//! Flat indexed dumps (`gantry[3] = 180.0`).

use super::{PlanState, control_point_mut, leaf_count_error, sized_control_points};
use crate::common::IngestSettings;
use crate::domain::{AcceleratorType, BeamType, DosiaError, DosiaResult, ErrorCode, Span};
use crate::numerics::stable_sum;
use crate::parser::DumpEntry;

pub(super) fn parse_trial(mut state: PlanState, entries: &[DumpEntry]) -> DosiaResult<PlanState> {
    let metadata = &mut state.metadata;
    for entry in entries {
        let key = entry.key.as_str();
        if key.starts_with("numberoffractions[") {
            metadata.fraction_count = u32::try_from(entry.i64_value()?).map_err(|_| {
                DosiaError::input_validation(
                    ErrorCode::InvalidDumpValue,
                    "INPUT.DUMP_VALUE",
                    format!("fraction count '{}' is out of range", entry.value),
                )
            })?;
        } else if key.starts_with("negativemupenalty") {
            // No rescale slope exists in this dialect; the penalty is the negated intercept.
            metadata.hu_intercept = -(entry.i64_value()? as f64);
            metadata.hu_slope = 1.0;
        } else if key.starts_with("outsidepatientairthreshold") {
            metadata.outside_patient_air_threshold = entry.f64_value()?;
        } else if key.starts_with("outsidepatientisctnumber") {
            metadata.outside_patient_ct_number = i32::try_from(entry.i64_value()?).map_err(|_| {
                DosiaError::input_validation(
                    ErrorCode::InvalidDumpValue,
                    "INPUT.DUMP_VALUE",
                    format!("outside-patient CT number '{}' is out of range", entry.value),
                )
            })?;
        } else if key.starts_with("patient_position") {
            metadata.patient_position = entry.value.clone();
        } else if key.starts_with("couchremovalycoordinate") {
            metadata.couch_removal_y = entry.f64_value()?;
        }
    }

    tracing::debug!(
        hu_intercept = metadata.hu_intercept,
        hu_slope = metadata.hu_slope,
        fractions = metadata.fraction_count,
        "trial parsed"
    );
    Ok(state)
}

pub(super) fn parse_beam(
    mut state: PlanState,
    entries: &[DumpEntry],
    settings: &IngestSettings,
) -> DosiaResult<PlanState> {
    let margin = settings.field_margin;
    let mut skip_lines = 0_usize;
    let mut control_point_weights = Vec::new();

    for entry in entries {
        if skip_lines > 0 {
            skip_lines -= 1;
            tracing::trace!(line = entry.source_line, key = %entry.key, "skipping line");
            continue;
        }

        let key = entry.key.as_str();
        let metadata = &mut state.metadata;
        let leafs = metadata.accelerator.leafs_per_bank();
        let control_points = &mut state.control_points;

        match key {
            "isocentername" => {
                metadata.isocenter_name = entry.value.clone();
                continue;
            }
            "machinenameandversion" => {
                metadata.accelerator = metadata
                    .accelerator
                    .reidentify(AcceleratorType::from_machine_name(&entry.value));
                continue;
            }
            "machineenergyname" => {
                metadata.accelerator.apply_energy_name(&entry.value);
                continue;
            }
            "numberofcontrolpoints" => {
                *control_points = sized_control_points(entry.count_value()?, leafs);
                continue;
            }
            _ => {}
        }

        if key.starts_with("gantry[") {
            let angle = entry.f64_value()?;
            control_point_mut(control_points, entry.index(1), entry)?
                .geometry
                .gantry_angle = Span::fixed(angle);
        } else if key.starts_with("couch[") {
            let angle = 360.0 - entry.f64_value()?;
            control_point_mut(control_points, entry.index(1), entry)?
                .geometry
                .couch_angle = Span::fixed(angle);
        } else if key.starts_with("collimator[") {
            let angle = entry.f64_value()?;
            control_point_mut(control_points, entry.index(1), entry)?
                .geometry
                .collimator_angle = Span::fixed(angle);
        } else if key.starts_with("setbeamtype") {
            metadata.beam_type = BeamType::from_label(&entry.value);
        } else if key.starts_with("numberofpoints[") {
            let declared = entry.count_value()?;
            if declared != leafs {
                // Best-effort resync: assumes one line per leaf per bank follows.
                tracing::warn!(
                    line = entry.source_line,
                    declared,
                    expected = leafs,
                    "invalid control point leaf count, skipping its points"
                );
                skip_lines = declared * 2;
            }
        } else if key.starts_with("points_element[") {
            let position = entry.f64_value()?;
            let leaf = entry.index(2).ok_or_else(|| {
                leaf_count_error(format!("key '{}' has no leaf index", entry.key))
            })?;
            let mlc = &mut control_point_mut(control_points, entry.index(1), entry)?
                .collimator
                .mlc;
            place_leaf(&mut mlc.left, &mut mlc.right, leafs, leaf, position).ok_or_else(|| {
                leaf_count_error(format!(
                    "leaf index {} at line {} exceeds {} leaf pairs per bank",
                    leaf, entry.source_line, leafs
                ))
            })?;
        } else if key.starts_with("leftjawposition[") {
            let position = -entry.f64_value()?;
            let cp = control_point_mut(control_points, entry.index(1), entry)?;
            cp.collimator.parallel_jaw.j1 = Span::fixed(position);
            cp.geometry.field_min.0 = position - margin;
        } else if key.starts_with("rightjawposition[") {
            let position = entry.f64_value()?;
            let cp = control_point_mut(control_points, entry.index(1), entry)?;
            cp.collimator.parallel_jaw.j2 = Span::fixed(position);
            cp.geometry.field_max.0 = position + margin;
        } else if key.starts_with("topjawposition[") {
            let position = entry.f64_value()?;
            let cp = control_point_mut(control_points, entry.index(1), entry)?;
            cp.collimator.perpendicular_jaw.j2 = Span::fixed(position);
            cp.geometry.field_max.1 = position + margin;
        } else if key.starts_with("bottomjawposition[") {
            let position = -entry.f64_value()?;
            let cp = control_point_mut(control_points, entry.index(1), entry)?;
            cp.collimator.perpendicular_jaw.j1 = Span::fixed(position);
            cp.geometry.field_min.1 = position - margin;
        } else if key.starts_with("weight[") {
            let weight = entry.f64_value()?;
            control_point_mut(control_points, entry.index(1), entry)?
                .geometry
                .relative_weight = weight;
            control_point_weights.push(weight);
        } else if key.starts_with("weight") {
            metadata.weight = entry.f64_value()?;
        }
    }

    tracing::debug!(
        beam_weight = state.metadata.weight,
        control_point_weight_total = stable_sum(&control_point_weights),
        control_points = state.control_points.len(),
        "beam parsed"
    );
    Ok(state)
}

/// Stream positions alternate left/right and count leaf pairs from the far
/// end of each bank; left positions are mirrored about the beam axis.
fn place_leaf(
    left: &mut [Span],
    right: &mut [Span],
    leafs: usize,
    stream_index: usize,
    position: f64,
) -> Option<()> {
    let pair = stream_index / 2;
    let slot = leafs.checked_sub(1)?.checked_sub(pair)?;
    if stream_index % 2 == 0 {
        *left.get_mut(slot)? = Span::fixed(-position);
    } else {
        *right.get_mut(slot)? = Span::fixed(position);
    }
    Some(())
}

pub(super) fn parse_plan(mut state: PlanState, entries: &[DumpEntry]) -> DosiaResult<PlanState> {
    let metadata = &mut state.metadata;
    if metadata.isocenter_name.is_empty() {
        return Err(DosiaError::input_validation(
            ErrorCode::MissingIsocenterName,
            "INPUT.ISOCENTER_NAME",
            "plan dump read before the beam named its isocenter",
        ));
    }

    let name = metadata.isocenter_name.to_lowercase();
    let axes = [
        (format!("{name}_x"), 1.0),
        (format!("{name}_y"), -1.0),
        (format!("{name}_z"), -1.0),
    ];
    for entry in entries {
        let key = entry.key.to_lowercase();
        if let Some(axis) = axes.iter().position(|(prefix, _)| key.starts_with(prefix)) {
            metadata.isocenter[axis] = axes[axis].1 * entry.f64_value()?;
        }
    }

    tracing::debug!(isocenter = ?metadata.isocenter, "plan parsed");
    Ok(state)
}

pub(super) fn parse_dose(mut state: PlanState, entries: &[DumpEntry]) -> DosiaResult<PlanState> {
    let metadata = &mut state.metadata;
    for entry in entries {
        if entry.key.starts_with("prescriptiondose") {
            metadata.prescription_dose = entry.f64_value()?;
        } else if entry.key.starts_with("requestedmonitorunitsperfraction") {
            metadata.mu_per_fraction = entry.f64_value()?;
        }
    }
    tracing::debug!(
        prescription_dose = metadata.prescription_dose,
        mu_per_fraction = metadata.mu_per_fraction,
        "dose parsed"
    );
    Ok(state)
}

### Your instructions
Reproduce the listing above exactly, but only from its first line through the line holding "metadata.outside_patient_air_threshold = entry.f64_value()?;"; both of those lines are included.

### Result of this task
//! Flat indexed dumps (`gantry[3] = 180.0`).

use super::{PlanState, control_point_mut, leaf_count_error, sized_control_points};
use crate::common::IngestSettings;
use crate::domain::{AcceleratorType, BeamType, DosiaError, DosiaResult, ErrorCode, Span};
use crate::numerics::stable_sum;
use crate::parser::DumpEntry;

pub(super) fn parse_trial(mut state: PlanState, entries: &[DumpEntry]) -> DosiaResult<PlanState> {
    let metadata = &mut state.metadata;
    for entry in entries {
        let key = entry.key.as_str();
        if key.starts_with("numberoffractions[") {
            metadata.fraction_count = u32::try_from(entry.i64_value()?).map_err(|_| {
                DosiaError::input_validation(
                    ErrorCode::InvalidDumpValue,
                    "INPUT.DUMP_VALUE",
                    format!("fraction count '{}' is out of range", entry.value),
                )
            })?;
        } else if key.starts_with("negativemupenalty") {
            // No rescale slope exists in this dialect; the penalty is the negated intercept.
            metadata.hu_intercept = -(entry.i64_value()? as f64);
            metadata.hu_slope = 1.0;
        } else if key.starts_with("outsidepatientairthreshold") {
            metadata.outside_patient_air_threshold = entry.f64_value()?;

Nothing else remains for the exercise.